(MATERIAL SHOWN)
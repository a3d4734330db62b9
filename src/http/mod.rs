//! HTTP (SBI) protocol handling subsystem.
//!
//! # Data Flow
//! ```text
//! TCP/TLS connection
//!     → server.rs (Axum setup, middleware, catch-all dispatch)
//!     → routing (method + path → RouteEntry, params)
//!     → request.rs (read body, negotiate content kind, decode payload)
//!         └── multipart.rs (multipart/related split)
//!     → OperationHandler (external business logic)
//!     → response.rs (JSON or multipart/related, problem details)
//!     → Send to client
//! ```
//!
//! # Design Decisions
//! - One catch-all Axum route; matching is done by the route table so
//!   specificity rules stay in one place
//! - Envelope build failures are answered here and never reach handlers

pub mod multipart;
pub mod request;
pub mod response;
pub mod server;

pub use request::{CompositePayload, ContentKind, DispatchError, Payload, RequestEnvelope, X_REQUEST_ID};
pub use response::{ResponseBody, ResponseEnvelope, SuccessPayload};
pub use server::{build_router, AppState, SbiServer, ServerError, INDEX_GREETING};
(End MATERIAL SHOWN)
#### [WHAT IS EXPECTED]
Copy each line of the material exactly as shown.

#### [COMPLETED TASK]
repository a3d4734330db62b9
filename src/http/mod.rs
//! HTTP (SBI) protocol handling subsystem.
//!
//! # Data Flow
//! ```text
//! TCP/TLS connection
//!     → server.rs (Axum setup, middleware, catch-all dispatch)
//!     → routing (method + path → RouteEntry, params)
//!     → request.rs (read body, negotiate content kind, decode payload)
//!         └── multipart.rs (multipart/related split)
//!     → OperationHandler (external business logic)
//!     → response.rs (JSON or multipart/related, problem details)
//!     → Send to client
//! ```
//!
//! # Design Decisions
//! - One catch-all Axum route; matching is done by the route table so
//!   specificity rules stay in one place
//! - Envelope build failures are answered here and never reach handlers

pub mod multipart;
pub mod request;
pub mod response;
pub mod server;

pub use request::{CompositePayload, ContentKind, DispatchError, Payload, RequestEnvelope, X_REQUEST_ID};
pub use response::{ResponseBody, ResponseEnvelope, SuccessPayload};
pub use server::{build_router, AppState, SbiServer, ServerError, INDEX_GREETING};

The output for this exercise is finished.